- WHAT IS BEING ASKED -
Whenever the word "Collided" turns up in a line below, that line should be copied.

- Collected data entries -
-- Opening Marker --

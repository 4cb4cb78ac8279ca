//! Fixed timestep simulation tick
//!
//! Core game loop that advances a run by one clock period.

use std::ops::ControlFlow;

use super::collision::first_hit;
use super::spawn::spawn_obstacles;
use super::state::{GameEvent, GameState, RunPhase};

/// Advance the game state by one fixed period.
///
/// Returns `Break` when there is no live run to advance (idle or game over);
/// the driver should stop its clock.
pub fn tick(state: &mut GameState) -> ControlFlow<()> {
    // Don't tick if idle or game over
    match state.phase {
        RunPhase::Idle | RunPhase::GameOver => return ControlFlow::Break(()),
        RunPhase::Playing | RunPhase::Collided => {}
    }

    state.time_ticks += 1;
    let frozen = state.phase == RunPhase::Collided;

    if !frozen {
        update_score(state);
    }

    // Player keeps falling during the impact pause
    let gravity = state.tuning.gravity;
    state.player.integrate(gravity);

    if frozen {
        return ControlFlow::Continue(());
    }

    spawn_obstacles(state);

    for obstacle in &mut state.obstacles {
        obstacle.x -= state.obstacle_speed;
    }

    if let Some(hit) = first_hit(&state.player, &state.obstacles, &state.tuning) {
        state.register_collision(hit.obstacle_id);
    }

    // Obstacles stay on screen once the world is frozen
    if state.phase == RunPhase::Playing {
        let despawn_x = state.tuning.despawn_x;
        state.obstacles.retain(|o| o.x >= despawn_x);
    }

    ControlFlow::Continue(())
}

/// One point per tick; speed steps up at every milestone
fn update_score(state: &mut GameState) {
    state.score += 1;

    let step = state.tuning.speed_step_score;
    if step > 0 && state.score.is_multiple_of(step) {
        state.obstacle_speed += state.tuning.speed_step;
        log::debug!(
            "Score {} reached, obstacle speed now {}",
            state.score,
            state.obstacle_speed
        );
        state.push_event(GameEvent::SpeedUp {
            speed: state.obstacle_speed,
        });
    }
}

-- Closing Marker --

- ANSWER TO THE PROBLEM -
        RunPhase::Playing | RunPhase::Collided => {}
    let frozen = state.phase == RunPhase::Collided;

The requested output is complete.